The facility, adorned with Sampras mementos, will be the workplace for 260 Nike employees. Sampras and family members toured the building Monday.
''There are pictures of me all over the place,'' Sampras says. ''Pictures of me when I was a kid and as an adult. There are a couple of my trophies from the U.S. Open and trophies from Wimbledon. It's kind of a history of my whole career. It's really nicely done, couldn't be better. It was a good day.''
Sampras, no doubt, will remember 1999 as a good year as well. In an awesome performance, the 27-year-old Californian won his sixth Wimbledon title earlier this month, beating Andre Agassi 6-3, 6-4, 7-5 in an hour, 55-minute final.
''I've thought a lot about that final and how the whole year was going up to that point,'' Sampras says.

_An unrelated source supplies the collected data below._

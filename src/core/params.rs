//! Hyperparameters of the SVM model and partial updates to them

use crate::core::{KernelType, ParamId, Result, SVMError, SvmType, TermCriteria};
use ndarray::Array2;
use serde::{Deserialize, Serialize};

/// Complete hyperparameter set of an SVM model
#[derive(Debug, Clone, PartialEq, Serialize, Deserialize)]
pub struct SvmParams {
    pub svm_type: SvmType,
    pub kernel_type: KernelType,
    /// Regularization parameter (C_SVC, EPS_SVR, NU_SVR)
    pub c: f64,
    /// Independent kernel term (POLY, SIGMOID)
    pub coef0: f64,
    /// Polynomial degree (POLY)
    pub degree: f64,
    /// Kernel width (POLY, RBF, SIGMOID, CHI2)
    pub gamma: f64,
    /// ν parameter (NU_SVC, ONE_CLASS, NU_SVR)
    pub nu: f64,
    /// Width of the ε-insensitive tube (EPS_SVR)
    pub p: f64,
    /// Per-class multipliers of C, indexed by class position in ascending label order
    pub class_weights: Option<Vec<f64>>,
    pub term_criteria: TermCriteria,
}

impl Default for SvmParams {
    fn default() -> Self {
        Self {
            svm_type: SvmType::CSvc,
            kernel_type: KernelType::Rbf,
            c: 1.0,
            coef0: 0.0,
            degree: 0.0,
            gamma: 1.0,
            nu: 0.0,
            p: 0.0,
            class_weights: None,
            term_criteria: TermCriteria::default(),
        }
    }
}

impl SvmParams {
    /// Read a searchable hyperparameter by id
    pub fn get(&self, id: ParamId) -> f64 {
        match id {
            ParamId::C => self.c,
            ParamId::Gamma => self.gamma,
            ParamId::P => self.p,
            ParamId::Nu => self.nu,
            ParamId::Coef => self.coef0,
            ParamId::Degree => self.degree,
        }
    }

    /// Write a searchable hyperparameter by id
    pub fn set(&mut self, id: ParamId, value: f64) {
        match id {
            ParamId::C => self.c = value,
            ParamId::Gamma => self.gamma = value,
            ParamId::P => self.p = value,
            ParamId::Nu => self.nu = value,
            ParamId::Coef => self.coef0 = value,
            ParamId::Degree => self.degree = value,
        }
    }

    /// Whether training with the current SVM and kernel types reads `id`
    pub fn uses(&self, id: ParamId) -> bool {
        match id {
            ParamId::C => matches!(
                self.svm_type,
                SvmType::CSvc | SvmType::EpsSvr | SvmType::NuSvr
            ),
            ParamId::Gamma => self.kernel_type.uses_gamma(),
            ParamId::P => self.svm_type == SvmType::EpsSvr,
            ParamId::Nu => matches!(
                self.svm_type,
                SvmType::NuSvc | SvmType::OneClass | SvmType::NuSvr
            ),
            ParamId::Coef => self.kernel_type.uses_coef0(),
            ParamId::Degree => self.kernel_type.uses_degree(),
        }
    }

    /// Check the values that the declared SVM and kernel types read
    pub fn validate(&self) -> Result<()> {
        for id in ParamId::ALL {
            self.validate_field(id)?;
        }
        if let Some(weights) = &self.class_weights {
            validate_class_weights(weights)?;
        }
        validate_term_criteria(&self.term_criteria)
    }

    /// Check one searchable value; values the current types never read pass
    pub fn validate_field(&self, id: ParamId) -> Result<()> {
        if !self.uses(id) {
            return Ok(());
        }
        let value = self.get(id);
        let message = match id {
            ParamId::C if !(value > 0.0 && value.is_finite()) => {
                format!("C must be positive for {}, got {}", self.svm_type, value)
            }
            ParamId::Nu if !(value > 0.0 && value < 1.0) => {
                format!("nu must be in (0, 1) for {}, got {}", self.svm_type, value)
            }
            ParamId::P if !(value >= 0.0 && value.is_finite()) => {
                format!("p must be non-negative for {}, got {}", self.svm_type, value)
            }
            ParamId::Gamma if !(value > 0.0 && value.is_finite()) => format!(
                "gamma must be positive for the {} kernel, got {}",
                self.kernel_type, value
            ),
            ParamId::Degree if !(value > 0.0 && value.is_finite()) => format!(
                "degree must be positive for the {} kernel, got {}",
                self.kernel_type, value
            ),
            ParamId::Coef if !value.is_finite() => format!("coef0 must be finite, got {value}"),
            _ => return Ok(()),
        };
        Err(SVMError::InvalidArgument(message))
    }

    /// Apply `update`, checking only the fields it provides
    ///
    /// Stale values of untouched fields are left for training to reject.
    pub fn updated(&self, update: &ParamsUpdate) -> Result<SvmParams> {
        let merged = self.merged(update)?;
        for id in ParamId::ALL {
            if update.get(id).is_some() {
                merged.validate_field(id)?;
            }
        }
        if let Some(term_criteria) = &update.term_criteria {
            validate_term_criteria(term_criteria)?;
        }
        Ok(merged)
    }

    /// Produce a copy with every field present in `update` applied
    pub fn merged(&self, update: &ParamsUpdate) -> Result<SvmParams> {
        let class_weights = match &update.class_weights {
            Some(matrix) => Some(class_weights_from_matrix(matrix)?),
            None => self.class_weights.clone(),
        };

        Ok(SvmParams {
            svm_type: update.svm_type.unwrap_or(self.svm_type),
            kernel_type: update.kernel_type.unwrap_or(self.kernel_type),
            c: update.c.unwrap_or(self.c),
            coef0: update.coef0.unwrap_or(self.coef0),
            degree: update.degree.unwrap_or(self.degree),
            gamma: update.gamma.unwrap_or(self.gamma),
            nu: update.nu.unwrap_or(self.nu),
            p: update.p.unwrap_or(self.p),
            class_weights,
            term_criteria: update.term_criteria.unwrap_or(self.term_criteria),
        })
    }
}

fn validate_term_criteria(term_criteria: &TermCriteria) -> Result<()> {
    if term_criteria.max_iter == 0 {
        return Err(SVMError::InvalidArgument(
            "term criteria max_iter must be at least 1".to_string(),
        ));
    }
    if !(term_criteria.epsilon > 0.0) {
        return Err(SVMError::InvalidArgument(format!(
            "term criteria epsilon must be positive, got {}",
            term_criteria.epsilon
        )));
    }
    Ok(())
}

fn validate_class_weights(weights: &[f64]) -> Result<()> {
    if weights.is_empty() {
        return Err(SVMError::InvalidArgument(
            "class weights must not be empty".to_string(),
        ));
    }
    if let Some(w) = weights.iter().find(|w| !(w.is_finite() && **w >= 0.0)) {
        return Err(SVMError::InvalidArgument(format!(
            "class weights must be finite and non-negative, got {w}"
        )));
    }
    Ok(())
}

/// Flatten a 1 x n or n x 1 weight matrix
fn class_weights_from_matrix(matrix: &Array2<f64>) -> Result<Vec<f64>> {
    let (rows, cols) = matrix.dim();
    if rows != 1 && cols != 1 {
        return Err(SVMError::InvalidArgument(format!(
            "class weights must be a row or column vector, got a {rows}x{cols} matrix"
        )));
    }
    let weights: Vec<f64> = matrix.iter().copied().collect();
    validate_class_weights(&weights)?;
    Ok(weights)
}

/// Sparse set of hyperparameter overrides; absent fields keep their current value
#[derive(Debug, Clone, Default, PartialEq)]
pub struct ParamsUpdate {
    pub svm_type: Option<SvmType>,
    pub kernel_type: Option<KernelType>,
    pub c: Option<f64>,
    pub coef0: Option<f64>,
    pub degree: Option<f64>,
    pub gamma: Option<f64>,
    pub nu: Option<f64>,
    pub p: Option<f64>,
    /// Row or column vector of per-class weights
    pub class_weights: Option<Array2<f64>>,
    pub term_criteria: Option<TermCriteria>,
}

impl ParamsUpdate {
    pub fn new() -> Self {
        Self::default()
    }

    /// Provided value of a searchable hyperparameter
    pub fn get(&self, id: ParamId) -> Option<f64> {
        match id {
            ParamId::C => self.c,
            ParamId::Gamma => self.gamma,
            ParamId::P => self.p,
            ParamId::Nu => self.nu,
            ParamId::Coef => self.coef0,
            ParamId::Degree => self.degree,
        }
    }

    pub fn with_svm_type(mut self, svm_type: SvmType) -> Self {
        self.svm_type = Some(svm_type);
        self
    }

    pub fn with_kernel_type(mut self, kernel_type: KernelType) -> Self {
        self.kernel_type = Some(kernel_type);
        self
    }

    pub fn with_c(mut self, c: f64) -> Self {
        self.c = Some(c);
        self
    }

    pub fn with_coef0(mut self, coef0: f64) -> Self {
        self.coef0 = Some(coef0);
        self
    }

    pub fn with_degree(mut self, degree: f64) -> Self {
        self.degree = Some(degree);
        self
    }

    pub fn with_gamma(mut self, gamma: f64) -> Self {
        self.gamma = Some(gamma);
        self
    }

    pub fn with_nu(mut self, nu: f64) -> Self {
        self.nu = Some(nu);
        self
    }

    pub fn with_p(mut self, p: f64) -> Self {
        self.p = Some(p);
        self
    }

    /// Set class weights from a plain vector (stored as a 1 x n row)
    pub fn with_class_weights(mut self, weights: Vec<f64>) -> Self {
        let n = weights.len();
        self.class_weights = Array2::from_shape_vec((1, n), weights).ok();
        self
    }

    /// Set class weights from a matrix; must be a row or column vector
    pub fn with_class_weight_matrix(mut self, weights: Array2<f64>) -> Self {
        self.class_weights = Some(weights);
        self
    }

    pub fn with_term_criteria(mut self, term_criteria: TermCriteria) -> Self {
        self.term_criteria = Some(term_criteria);
        self
    }
}

#[cfg(test)]
mod tests {
    use super::*;
    use ndarray::array;

    #[test]
    fn test_defaults() {
        let params = SvmParams::default();
        assert_eq!(params.svm_type, SvmType::CSvc);
        assert_eq!(params.kernel_type, KernelType::Rbf);
        assert_eq!(params.c, 1.0);
        assert_eq!(params.gamma, 1.0);
        assert!(params.class_weights.is_none());
        assert!(params.validate().is_ok());
    }

    #[test]
    fn test_merge_keeps_absent_fields() {
        let base = SvmParams {
            coef0: 0.5,
            nu: 0.3,
            ..SvmParams::default()
        };
        let merged = base
            .merged(&ParamsUpdate::new().with_c(10.0).with_gamma(0.25))
            .expect("merge should succeed");

        assert_eq!(merged.c, 10.0);
        assert_eq!(merged.gamma, 0.25);
        assert_eq!(merged.coef0, 0.5);
        assert_eq!(merged.nu, 0.3);
        assert_eq!(merged.kernel_type, base.kernel_type);
    }

    #[test]
    fn test_class_weights_shape() {
        let base = SvmParams::default();

        let column = ParamsUpdate::new().with_class_weight_matrix(array![[1.0], [2.0]]);
        let merged = base.merged(&column).expect("column vector accepted");
        assert_eq!(merged.class_weights, Some(vec![1.0, 2.0]));

        let square = ParamsUpdate::new().with_class_weight_matrix(array![[1.0, 2.0], [3.0, 4.0]]);
        assert!(matches!(
            base.merged(&square),
            Err(SVMError::InvalidArgument(_))
        ));

        let negative = ParamsUpdate::new().with_class_weights(vec![1.0, -1.0]);
        assert!(matches!(
            base.merged(&negative),
            Err(SVMError::InvalidArgument(_))
        ));
    }

    #[test]
    fn test_validation_is_type_specific() {
        // nu is ignored by C_SVC, so its zero default is fine
        let params = SvmParams::default();
        assert!(params.validate().is_ok());

        let nu_svc = SvmParams {
            svm_type: SvmType::NuSvc,
            ..SvmParams::default()
        };
        assert!(matches!(
            nu_svc.validate(),
            Err(SVMError::InvalidArgument(_))
        ));

        let poly = SvmParams {
            kernel_type: KernelType::Poly,
            ..SvmParams::default()
        };
        assert!(poly.validate().is_err(), "degree 0 is invalid for POLY");

        let linear = SvmParams {
            kernel_type: KernelType::Linear,
            gamma: -1.0,
            ..SvmParams::default()
        };
        assert!(linear.validate().is_ok(), "LINEAR never reads gamma");
    }

    #[test]
    fn test_update_checks_only_provided_fields() {
        let poly = SvmParams {
            kernel_type: KernelType::Poly,
            ..SvmParams::default()
        };
        let updated = poly
            .updated(&ParamsUpdate::new().with_c(2.0))
            .expect("stale degree is not checked");
        assert_eq!(updated.c, 2.0);
        assert_eq!(updated.degree, 0.0);

        assert!(poly.updated(&ParamsUpdate::new().with_degree(-1.0)).is_err());
        assert!(poly
            .updated(&ParamsUpdate::new().with_c(f64::INFINITY))
            .is_err());
        // Unused by C_SVC, so any value is accepted
        assert!(poly.updated(&ParamsUpdate::new().with_nu(5.0)).is_ok());

        // Provided values are checked against the merged types
        let to_nu_svc = ParamsUpdate::new()
            .with_svm_type(SvmType::NuSvc)
            .with_nu(5.0);
        assert!(poly.updated(&to_nu_svc).is_err());

        let bad_term = ParamsUpdate::new().with_term_criteria(TermCriteria {
            max_iter: 0,
            ..TermCriteria::default()
        });
        assert!(poly.updated(&bad_term).is_err());
    }

    #[test]
    fn test_get_set_by_id() {
        let mut params = SvmParams::default();
        for (i, id) in ParamId::ALL.iter().enumerate() {
            params.set(*id, i as f64 + 0.5);
        }
        for (i, id) in ParamId::ALL.iter().enumerate() {
            assert_eq!(params.get(*id), i as f64 + 0.5);
        }
    }

    #[test]
    fn test_uses() {
        let mut params = SvmParams::default();
        assert!(params.uses(ParamId::C));
        assert!(!params.uses(ParamId::Nu));
        assert!(!params.uses(ParamId::P));
        params.svm_type = SvmType::EpsSvr;
        assert!(params.uses(ParamId::P));
        params.svm_type = SvmType::NuSvc;
        assert!(!params.uses(ParamId::C));
    }
}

''The thing that I'm most happy with is that playing Andre, who was coming in as the hottest player on tour, I felt I played on a level that I had never been to before. I watched the tape and said. 'Wow, I really played as well as I could.' You have so many nerves that you rarely play great in that situation. When I think of all the final matches I've played throughout my career, it's the best I've played.''
Sampras, No. 3 in the world, returns to the tour Monday at a $350,000 tournament in Los Angeles. He'll also play in Cincinnati and Indianapolis before aiming for a record-setting 13 Grand Slam titles at the U.S. Open, which begins Aug. 30.
''I'm not going to stress myself over the record,'' he says. ''Just being in this position is an accomplishment in itself. I'm just going to let it happen. It could happen in a couple of months or it could happen in two years. When it happens, if it happens, it'll be a moment that will go down in history. I'd love to one day win another Grand Slam title.''
Sampras says that his record of six consecutive years at No. 1, set last year, was in some ways a Pyrrhic victory.
''People say, 'Was it worth it?' I say 'Kind of,' '' Sampras says.
''I put everything I had into the last two months to achieve it. I could not stop thinking about the record. I wanted it so badly because it wasn't like I could start over and do it again. I felt this would be one record that wouldn't be touched. But I worried about how I was going to feel if I didn't get what I wanted, considering the effort I had put into it.
''When it was over, I was as drained as I'd ever been, physically and mentally exhausted, not just from tennis, but from the stress that I put on myself. It was killing me. It's amazing what happens to your body when you put that much stress on yourself. Strange things were happening to me. Losing your hair was definitely one of them.''
Several months ago, Sampras ended a two-year relationship with actress Kimberly Williams.
''It's difficult when you have two people with demanding careers,'' Sampras says.
''And it's difficult when you're trying to compete and things are tough off the court. I travel many, many weeks and that can open the door to some problems. I don't have a normal life. But I've been through it before and it's a part of life. Time heals a lot of wounds.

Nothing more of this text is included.